SARS‐CoV‐2 and SARS‐CoV: Virtual screening of potential inhibitors targeting RNA‐dependent RNA polymerase activity (NSP12)

Since the outbreak of severe acute respiratory syndrome (SARS) in 2003, the harm caused by coronaviruses to the world cannot be underestimated. Recently, a novel coronavirus (severe acute respiratory syndrome coronavirus‐2 [SARS‐CoV‐2]) initially found to trigger human severe respiratory illness in Wuhan City of China in 2019, has infected more than six million people worldwide by 21 June 2020, and which has been recognized as a public health emergency of international concern as well. And the virus has spread to more than 200 countries around the world. However, the effective drug has not yet been officially licensed or approved to treat SARS‐Cov‐2 and SARS‐Cov infection. NSP12‐NSP7‐NSP8 complex of SARS‐CoV‐2 or SARS‐CoV, essential for viral replication and transcription, is generally regarded as a potential target to fight against the virus. According to the NSP12‐NSP7‐NSP8 complex (PDB ID: 7BW4) structure of SARS‐CoV‐2 and the NSP12‐NSP7‐NSP8 complex (PDB ID: 6NUR) structure of SARS‐CoV, NSP12‐NSP7 interface model, and NSP12‐NSP8 interface model were established for virtual screening in the present study.

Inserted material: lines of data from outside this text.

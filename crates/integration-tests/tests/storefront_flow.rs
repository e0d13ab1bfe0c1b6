//! Storefront flows: login/register, the cached catalog, reviews, cart
//! checkout, the wishlist's independence from the session, and the admin
//! surface.

#![allow(clippy::unwrap_used)]

use std::sync::Arc;

use shoplive_client::{
    ClientError, KeyValueStore, MemoryStore, OrdersClient, ProductsClient, ReviewsClient,
    SessionEvent, SessionManager, Wishlist,
};
use shoplive_core::{Cart, NewReview};
use shoplive_integration_tests::{MockBackend, sample_product};

fn fresh_session(backend: &MockBackend) -> (SessionManager, Arc<MemoryStore>) {
    let store = Arc::new(MemoryStore::new());
    let session = SessionManager::new(
        backend.client_config(),
        Arc::clone(&store) as Arc<dyn KeyValueStore>,
    );
    (session, store)
}

#[tokio::test]
async fn test_login_persists_credentials_and_emits_event() {
    let backend = MockBackend::spawn().await;
    let (session, _store) = fresh_session(&backend);
    let mut events = session.events();

    let pair = session.login("ada", "hunter2").await.unwrap();

    assert_eq!(pair.username, "ada");
    assert_eq!(pair.customer_id, "c1");
    assert!(session.is_logged_in().unwrap());
    assert_eq!(session.current_username().unwrap().as_deref(), Some("ada"));
    assert_eq!(
        events.try_recv().unwrap(),
        SessionEvent::LoggedIn {
            username: "ada".to_string()
        }
    );
}

#[tokio::test]
async fn test_login_rejection_stores_nothing() {
    let backend = MockBackend::spawn().await;
    let (session, store) = fresh_session(&backend);

    let err = session.login("ada", "").await.unwrap_err();

    assert!(matches!(err, ClientError::Api { status: 401, .. }));
    assert!(store.is_empty());
    assert!(!session.is_logged_in().unwrap());
}

#[tokio::test]
async fn test_register_round_trip() {
    let backend = MockBackend::spawn().await;
    let (session, _store) = fresh_session(&backend);

    session
        .register("ada", "ada@example.com", "hunter2")
        .await
        .unwrap();

    let err = session.register("ada", "", "hunter2").await.unwrap_err();
    assert!(matches!(err, ClientError::Api { status: 400, .. }));
}

#[tokio::test]
async fn test_product_listing_and_images_are_cached() {
    let backend = MockBackend::spawn().await;
    backend.set_products(vec![sample_product("p1")]);
    let (session, _store) = fresh_session(&backend);
    session.login("ada", "hunter2").await.unwrap();

    let products = ProductsClient::new(session);

    assert_eq!(products.list().await.unwrap().len(), 1);
    assert_eq!(products.list().await.unwrap().len(), 1);
    assert_eq!(backend.products_requests(), 1, "second listing from cache");

    let first = products.image("p1").await.unwrap();
    let second = products.image("p1").await.unwrap();
    assert_eq!(first, second);
    assert_eq!(backend.image_requests(), 1, "second image from cache");

    products.invalidate();
    products.list().await.unwrap();
    assert_eq!(backend.products_requests(), 2);
}

#[tokio::test]
async fn test_review_submit_and_list() {
    let backend = MockBackend::spawn().await;
    let (session, _store) = fresh_session(&backend);
    session.login("ada", "hunter2").await.unwrap();

    let reviews = ReviewsClient::new(session);

    let saved = reviews
        .submit("p1", &NewReview::new("Great mug", 5))
        .await
        .unwrap();
    assert_eq!(saved.username, "ada");
    assert_eq!(saved.stars, 5);

    let listed = reviews.list("p1").await.unwrap();
    assert_eq!(listed.len(), 1);
    assert_eq!(listed.first().unwrap().text, "Great mug");
}

#[tokio::test]
async fn test_cart_checkout_places_order() {
    let backend = MockBackend::spawn().await;
    let catalog = vec![sample_product("p1"), sample_product("p2")];
    backend.set_products(catalog.clone());

    let (session, _store) = fresh_session(&backend);
    session.login("ada", "hunter2").await.unwrap();
    let orders = OrdersClient::new(session);

    let mut cart = Cart::new();
    cart.add("p1");
    cart.add("p1");
    cart.add("p2");

    let lines = cart.checkout_lines(&catalog);
    orders.place(&lines).await.unwrap();
    cart.clear();

    let placed = backend.placed_orders();
    assert_eq!(placed.len(), 1);
    assert_eq!(placed.first().unwrap().len(), 2);
    assert!(cart.is_empty());
}

#[tokio::test]
async fn test_empty_cart_checkout_is_rejected_client_side() {
    let backend = MockBackend::spawn().await;
    let (session, _store) = fresh_session(&backend);
    session.login("ada", "hunter2").await.unwrap();
    let orders = OrdersClient::new(session);

    let err = orders.place(&[]).await.unwrap_err();
    assert!(matches!(err, ClientError::Api { status: 400, .. }));
    assert!(backend.placed_orders().is_empty());
}

#[tokio::test]
async fn test_wishlist_survives_logout() {
    let backend = MockBackend::spawn().await;
    let (session, store) = fresh_session(&backend);
    session.login("ada", "hunter2").await.unwrap();

    let wishlist = Wishlist::new(Arc::clone(&store) as Arc<dyn KeyValueStore>);
    wishlist.toggle("p1").unwrap();
    wishlist.toggle("p2").unwrap();

    session.force_logout();

    assert!(!session.is_logged_in().unwrap());
    assert_eq!(wishlist.items().unwrap(), vec!["p1", "p2"]);
}

#[tokio::test]
async fn test_admin_stats_and_catalog_management() {
    let backend = MockBackend::spawn().await;
    backend.set_products(vec![sample_product("p1")]);
    let (session, _store) = fresh_session(&backend);
    session.login("ada", "hunter2").await.unwrap();

    let admin = shoplive_client::AdminClient::new(session);

    let stats = admin.stats().await.unwrap();
    assert_eq!(stats.products, 1);

    let customers = admin.customers().await.unwrap();
    assert_eq!(customers.first().unwrap().name, "ada");

    admin.delete_product("p1").await.unwrap();
    admin.delete_customer("c1").await.unwrap();
}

Eight compounds (Nilotinib, Saquinavir, Tipranavir, Lonafarnib, Tegobuvir, Olysio, Filibuvir, and Cepharanthine) were selected for binding free energy calculations based on virtual screening and docking scores. All eight compounds can combine well with NSP12‐NSP7‐NSP8 in the crystal structure, providing drug candidates for the treatment and prevention of coronavirus disease 2019 and SARS.